Пневмоцистная пневмония

Материал из Энциклопедия по ВИЧ и гепатитам
Перейти к: навигация, поиск
Пневмоцистная пневмония
Pcp.jpg
Картина ПЦП у ребенка
МКБ-10 В20.6
Возбудитель Pneumocystis jiroveci
Уровень CD4 менее 200


Пневмоцистная пневмония - угрожающее жизни заболевание, лечить которое должен специалист по ВИЧ-инфекции. Таким пациентам часто требуется искусственная вентиляция легких. До сих пор смертность от пневмоцистной пневмонии остается высокой и достигает 10% (Morris, 2008; Walzer, 2008). Факторы, повышающие риск смерти от пневмоцистной пневмонии, включают пожилой возраст, низкий уровень гемоглобина и низкое парциальное давление кислорода (SpO2) в крови при поступлении в стационар[1].

Благодаря АРТ и медикаментозной химиопрофилактике рецидивы пневмоцистной пневмонии сегодня стали редкостью.

Внелегочные проявления пневмоцистной инфекции встречаются крайне редко. Может поражаться печень, а также многие другие органы.

Симптомы

Сухой кашель, субфебрильная температура и одышка при физической нагрузке. Типичное течение пневмоцистной пневмонии позволяет отличить ее от бактериальной пневмонии, для которой характерны кашель с мокротой, высокая лихорадка и боль, а одышка менее вероятна.

Диагностика

На рентгенограмме часто обнаруживаются достаточно типичные околокорневые интерстициальные инфильтраты в виде «бабочки». На ранней стадии инфильтраты располагаются в средних и нижних отделах легких. Нечеткие, диффузные изменения легче обнаружить на КТ грудной клетки с высоким разрешением, чем на рентгенограммах. Кроме того, КТ позволяет четко дифференцировать пневмоцистную пневмонию от других легочных инфекций.

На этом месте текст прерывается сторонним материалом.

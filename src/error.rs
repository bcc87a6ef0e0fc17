// Tue Jan 13 2026 - Alex

use crate::asn::LookupError;
use crate::config::ConfigError;
use crate::engine::EngineError;
use crate::graph::GraphError;
use crate::report::ReportError;
use crate::stability::StabilityError;
use crate::store::StoreError;
use crate::transform::TransformError;
use thiserror::Error;

#[derive(Debug, Error)]
pub enum PipelineError {
    #[error(transparent)]
    Config(#[from] ConfigError),

    #[error(transparent)]
    Graph(#[from] GraphError),

    #[error(transparent)]
    Engine(#[from] EngineError),

    #[error(transparent)]
    Store(#[from] StoreError),

    #[error(transparent)]
    Transform(#[from] TransformError),

    #[error(transparent)]
    Lookup(#[from] LookupError),

    #[error(transparent)]
    Report(#[from] ReportError),

    #[error(transparent)]
    Stability(#[from] StabilityError),
}

pub type Result<T> = std::result::Result<T, PipelineError>;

Исследование мокроты, как правило, неинформативно[2], поэтому обычно проводят бронхоальвеолярный лаваж (БАЛ). С его помощью можно выявить пневмоцисты даже после нескольких суток противомикробной терапии, поэтому не нужно откладывать лечение до проведения БАЛ. В последнее время появились новые методы диагностики пневмоцистной пневмонии: выявление специфических антител методом ИФА.

Лечение

Длительность лечения в остром периоде составляет 21 сутки. Препаратом выбора служит котримоксазол (триметоприм-сульфаметоксазол, ТМП-СМК). В нетяжелых случаях можно назначить по три таблетки по 160/800 мг 3 раза в сутки. Однако такая высокая доза плохо переносится из-за желудочно-кишечных нарушений.

Во всех тяжелых случаях больного необходимо госпитализировать и вводить препарат внутривенно. Для того чтобы не допустить ухудшения состояния, причиной которого предположительно является проникновение пневмоцист в альвеолы, одновременно с лечением пневмоцистной пневмонии всегда следует назначать преднизон в дозе 1 мг/кг 2 раза в сутки в течение 5–10 дней.

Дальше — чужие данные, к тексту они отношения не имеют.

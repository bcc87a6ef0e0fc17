// Wed Jan 15 2026 - Alex

pub mod cli;
pub mod progress;
pub mod table;

pub use cli::{Args, Command, CommandHandler};
pub use progress::ProgressManager;
pub use table::{Alignment, BorderStyle, TableBuilder};
// Tue Jan 13 2026 - Alex

//! Hitlist stability over time.
//!
//! Consecutive dated snapshots of annotated addresses (`address,asn` rows) are
//! compared pairwise. Every record ever seen gets a history: the day it first
//! appeared, then each day it left or came back.

pub mod error;
pub mod timeline;

pub use error::StabilityError;
pub use timeline::{find_snapshots, DatedFile};

use crate::store::{self, AddressRecord};
use crate::transform::setops::{difference_sorted, intersect_sorted, union_sorted};
use chrono::NaiveDate;
use indexmap::IndexMap;
use itertools::Itertools;
use std::path::{Path, PathBuf};

/// Set sizes for one snapshot compared with the one before it.
#[derive(Debug, Clone, Copy, PartialEq, Eq)]
pub struct StabilityStep {
    pub date: NaiveDate,
    /// Distinct records seen up to and including this day.
    pub total: usize,
    pub current: usize,
    pub stayed: usize,
    /// Back after being absent from at least one earlier snapshot.
    pub readded: usize,
    /// Never seen before.
    pub new: usize,
    pub gone: usize,
}

#[derive(Debug, Clone, Default)]
pub struct StabilityReport {
    steps: Vec<StabilityStep>,
    history: IndexMap<AddressRecord, Vec<NaiveDate>>,
    skipped: usize,
}

impl StabilityReport {
    pub fn steps(&self) -> &[StabilityStep] {
        &self.steps
    }

    /// Change dates per record, in first-seen order.
    pub fn history(&self) -> &IndexMap<AddressRecord, Vec<NaiveDate>> {
        &self.history
    }

    /// Lines that were not `address[,field...]`, headers included.
    pub fn skipped(&self) -> usize {
        self.skipped
    }

    /// One `address,asn,date;date;...` line per record.
    pub fn write(&self, path: &Path) -> Result<usize, StabilityError> {
        let lines = self
            .history
            .iter()
            .map(|(record, dates)| format!("{},{}", record, dates.iter().join(";")));
        Ok(store::write_lines(path, lines)?)
    }
}

/// `<start>.<extension>.ipstability` in the working directory.
pub fn default_output(start: NaiveDate, extension: &str) -> PathBuf {
    PathBuf::from(format!("{}.{}.ipstability", start, extension))
}

fn load(path: &Path, skipped: &mut usize) -> Result<Vec<AddressRecord>, StabilityError> {
    let mut reader = store::read_lenient(path)?;
    let mut records: Vec<AddressRecord> = reader.by_ref().collect::<Result<_, _>>()?;
    *skipped += reader.skipped();

    records.sort();
    records.dedup();
    Ok(records)
}

/// Compares the snapshots in the order given.
pub fn analyze(files: &[DatedFile]) -> Result<StabilityReport, StabilityError> {
    let mut report = StabilityReport::default();
    let mut seen: Vec<AddressRecord> = Vec::new();
    let mut previous: Vec<AddressRecord> = Vec::new();

    for file in files {
        let current = load(&file.path, &mut report.skipped)?;

        let stayed = intersect_sorted(&current, &previous);
        let arrived = difference_sorted(&current, &previous);
        let gone = difference_sorted(&previous, &current);
        let readded = intersect_sorted(&arrived, &seen);
        let new = difference_sorted(&arrived, &seen);

        for record in &new {
            report.history.insert(record.clone(), vec![file.date]);
        }
        for record in gone.iter().chain(&readded) {
            if let Some(dates) = report.history.get_mut(record) {
                dates.push(file.date);
            }
        }

        seen = union_sorted(&seen, &current);

        let step = StabilityStep {
            date: file.date,
            total: seen.len(),
            current: current.len(),
            stayed: stayed.len(),
            readded: readded.len(),
            new: new.len(),
            gone: gone.len(),
        };
        log::info!(
            "{}: total {} current {} stayed {} readded {} new {} gone {}",
            step.date,
            step.total,
            step.current,
            step.stayed,
            step.readded,
            step.new,
            step.gone
        );
        report.steps.push(step);
        previous = current;
    }

    Ok(report)
}
// Tue Jan 13 2026 - Alex

use crate::asn::error::LookupError;
use crate::net::{Ipv6Prefix, PrefixError, PrefixTable};
use crate::store::{LineReader, StoreError};
use std::net::Ipv6Addr;
use std::path::{Path, PathBuf};

#[derive(Debug, Clone, Copy, PartialEq, Eq)]
pub struct AsMatch {
    pub asn: u32,
    pub prefix: Ipv6Prefix,
}

/// Origin-AS lookup for a single address. Implementations are shared
/// read-only across worker threads.
pub trait AsLookup: Send + Sync {
    fn lookup(&self, addr: Ipv6Addr) -> Option<AsMatch>;
}

/// Longest-prefix-match table built from an IPASN-style routing snapshot.
#[derive(Debug, Default)]
pub struct RoutingTable {
    table: PrefixTable<u32>,
    source: Option<PathBuf>,
}

impl RoutingTable {
    pub fn new() -> Self {
        Self::default()
    }

    pub fn insert(&mut self, prefix: Ipv6Prefix, asn: u32) {
        self.table.insert(prefix, asn);
    }

    /// Reads `prefix<whitespace>origin` lines. `;` and `#` lines are comments,
    /// IPv4 prefixes are ignored, and for AS-set origins (`{64500,64501}`) the
    /// first member is taken.
    pub fn load(path: &Path) -> Result<Self, LookupError> {
        let mut table = Self::new();
        let mut malformed = 0usize;
        let mut ipv4 = 0usize;

        for line in LineReader::open(path, false)? {
            let line = match line {
                Ok(line) => line,
                Err(StoreError::Encoding { .. }) => {
                    malformed += 1;
                    continue;
                }
                Err(e) => return Err(e.into()),
            };
            let line = line.trim();
            if line.starts_with(';') || line.starts_with('#') {
                continue;
            }

            let mut parts = line.split_whitespace();
            let (prefix, origin) = match (parts.next(), parts.next()) {
                (Some(p), Some(o)) => (p, o),
                _ => {
                    malformed += 1;
                    continue;
                }
            };

            let prefix = match prefix.parse::<Ipv6Prefix>() {
                Ok(prefix) => prefix,
                Err(PrefixError::NotIpv6(_)) => {
                    ipv4 += 1;
                    continue;
                }
                Err(_) => {
                    malformed += 1;
                    continue;
                }
            };

            match parse_origin(origin) {
                Some(asn) => table.insert(prefix, asn),
                None => malformed += 1,
            }
        }

        if malformed > 0 {
            log::warn!("Skipped {} malformed lines in {}", malformed, path.display());
        }
        log::debug!(
            "Loaded {} IPv6 prefixes from {} ({} IPv4 ignored)",
            table.len(),
            path.display(),
            ipv4
        );

        if table.is_empty() {
            return Err(LookupError::EmptySnapshot(path.to_path_buf()));
        }

        table.source = Some(path.to_path_buf());
        Ok(table)
    }

    pub fn len(&self) -> usize {
        self.table.len()
    }

    pub fn is_empty(&self) -> bool {
        self.table.is_empty()
    }

    pub fn source(&self) -> Option<&Path> {
        self.source.as_deref()
    }
}

fn parse_origin(origin: &str) -> Option<u32> {
    origin
        .trim_matches(|c: char| c == '{' || c == '}')
        .split(|c: char| c == ',' || c == '_')
        .next()
        .and_then(|asn| asn.trim().trim_start_matches("AS").parse().ok())
}

impl AsLookup for RoutingTable {
    fn lookup(&self, addr: Ipv6Addr) -> Option<AsMatch> {
        self.table
            .longest_match(addr)
            .map(|(prefix, asn)| AsMatch { asn: *asn, prefix })
    }
}

impl FromIterator<(Ipv6Prefix, u32)> for RoutingTable {
    fn from_iter<I: IntoIterator<Item = (Ipv6Prefix, u32)>>(iter: I) -> Self {
        let mut table = Self::new();
        for (prefix, asn) in iter {
            table.insert(prefix, asn);
        }
        table
    }
}

#[cfg(test)]
mod tests {
    use super::*;
    use std::fs;
    use tempfile::TempDir;

    #[test]
    fn test_load_ipasn_snapshot() {
        let dir = TempDir::new().unwrap();
        let path = dir.path().join("ipasn_20240101.dat");
        fs::write(
            &path,
            "; IP-ASN32-DAT file\n1.0.0.0/24\t13335\n2001:db8::/32\t64500\n2001:db8:aa00::/40\t{64501,64502}\nbroken\n",
        )
        .unwrap();

        let table = RoutingTable::load(&path).unwrap();

        assert_eq!(table.len(), 2);
        let hit = table.lookup("2001:db8:aa00::1".parse().unwrap()).unwrap();
        assert_eq!(hit.asn, 64501);
        assert_eq!(hit.prefix.prefix_len(), 40);
        assert_eq!(table.lookup("2001:db8:1::1".parse().unwrap()).unwrap().asn, 64500);
        assert!(table.lookup("2001:db9::1".parse().unwrap()).is_none());
    }

    #[test]
    fn test_snapshot_without_ipv6_is_rejected() {
        let dir = TempDir::new().unwrap();
        let path = dir.path().join("v4only.dat");
        fs::write(&path, "1.0.0.0/24\t13335\n").unwrap();

        assert!(matches!(
            RoutingTable::load(&path),
            Err(LookupError::EmptySnapshot(_))
        ));
    }

    #[test]
    fn test_parse_origin_variants() {
        assert_eq!(parse_origin("64500"), Some(64500));
        assert_eq!(parse_origin("{64500,64501}"), Some(64500));
        assert_eq!(parse_origin("64500_64501"), Some(64500));
        assert_eq!(parse_origin("AS3320"), Some(3320));
        assert_eq!(parse_origin("none"), None);
    }
}
// Tue Jan 13 2026 - Alex

use std::ffi::OsString;
use std::path::{Path, PathBuf};

pub const AS_SUFFIX: &str = "ases";

/// File naming inside the work directory. Every intermediate and terminal set
/// has exactly one path here, which is also its task identity.
#[derive(Debug, Clone, PartialEq, Eq)]
pub struct WorkLayout {
    root: PathBuf,
}

impl WorkLayout {
    pub fn new(root: impl Into<PathBuf>) -> Self {
        Self { root: root.into() }
    }

    pub fn root(&self) -> &Path {
        &self.root
    }

    pub fn iponly(&self, scan_result: &Path) -> PathBuf {
        self.named(scan_result, ".iponly")
    }

    pub fn iponly_filtered(&self, scan_result: &Path) -> PathBuf {
        self.named(scan_result, ".iponly.apd")
    }

    /// Responsive set of one protocol, filtered and normalised.
    pub fn responsive(&self, scan_result: &Path) -> PathBuf {
        self.named(scan_result, ".iponly.apd.sortu")
    }

    pub fn scan_filtered(&self, scan_file: &Path) -> PathBuf {
        self.named(scan_file, ".apd")
    }

    pub fn scan_normalized(&self, scan_file: &Path) -> PathBuf {
        self.named(scan_file, ".apd.sortu")
    }

    pub fn seeds(&self, category: &str) -> PathBuf {
        self.root.join(format!("responsive-addresses_{}.txt", category))
    }

    pub fn candidates(&self, algorithm: &str, category: &str) -> PathBuf {
        self.root
            .join(format!("candidates_{}_{}.txt.sortu", algorithm, category))
    }

    pub fn candidates_unseeded(&self, algorithm: &str, category: &str) -> PathBuf {
        self.root
            .join(format!("candidates_{}_{}.txt.sortu.noseed", algorithm, category))
    }

    pub fn candidates_scanned(&self, algorithm: &str, category: &str) -> PathBuf {
        self.root
            .join(format!("candidates_{}_{}.txt.sortu.noseed.apd", algorithm, category))
    }

    pub fn results(&self, algorithm: &str, category: &str, protocol: &str) -> PathBuf {
        self.root
            .join(format!("results_{}_{}_{}.txt", algorithm, category, protocol))
    }

    fn named(&self, source: &Path, suffix: &str) -> PathBuf {
        let mut name: OsString = source
            .file_name()
            .map(|n| n.to_os_string())
            .unwrap_or_default();
        name.push(suffix);
        self.root.join(name)
    }
}

/// `<set>.ases` next to the aggregated set.
pub fn as_table(set: &Path) -> PathBuf {
    let mut name = set.as_os_str().to_os_string();
    name.push(".");
    name.push(AS_SUFFIX);
    PathBuf::from(name)
}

Любые другие препараты, которые могут применяться для лечения пневмоцистной пневмонии, менее эффективны, чем котримоксазол. При непереносимости или аллергии к сульфаниламидам в анамнезе в качестве препарата второго ряда рекомендуется пентамидин внутривенно. В течение первых нескольких дней проводится индукционная терапия (200–300 мг в 500 мл 5% раствора глюкозы или 0,9% раствора NaCl), с шестого дня дозу снижают вдвое. Этот препарат очень токсичен.

Вместо пентамидина можно назначить суспензию атоваквона.

Весьма перспективным представляется применение комбинации клиндамицина и примахина.

Профилактика

Всем пациентам с CD4 <200 мкл-1:

Примечания и сноски

  1. Walzer PD, Evans HE, Copas AJ, et al. Early predictors of mortality from Pneumocystis jirovecii pneumonia in HIV-infected patients: 1985-2006. Clin Infect Dis 2008; 46: 625 – 633.
  2. Cruciani M, Marcati P, Malena M, et al. Meta-analysis of diagnostic procedures for Pneumocystis carinii pneumonia in HIV-1-infected patients. Eur Respir J 2002, 20: 982–989.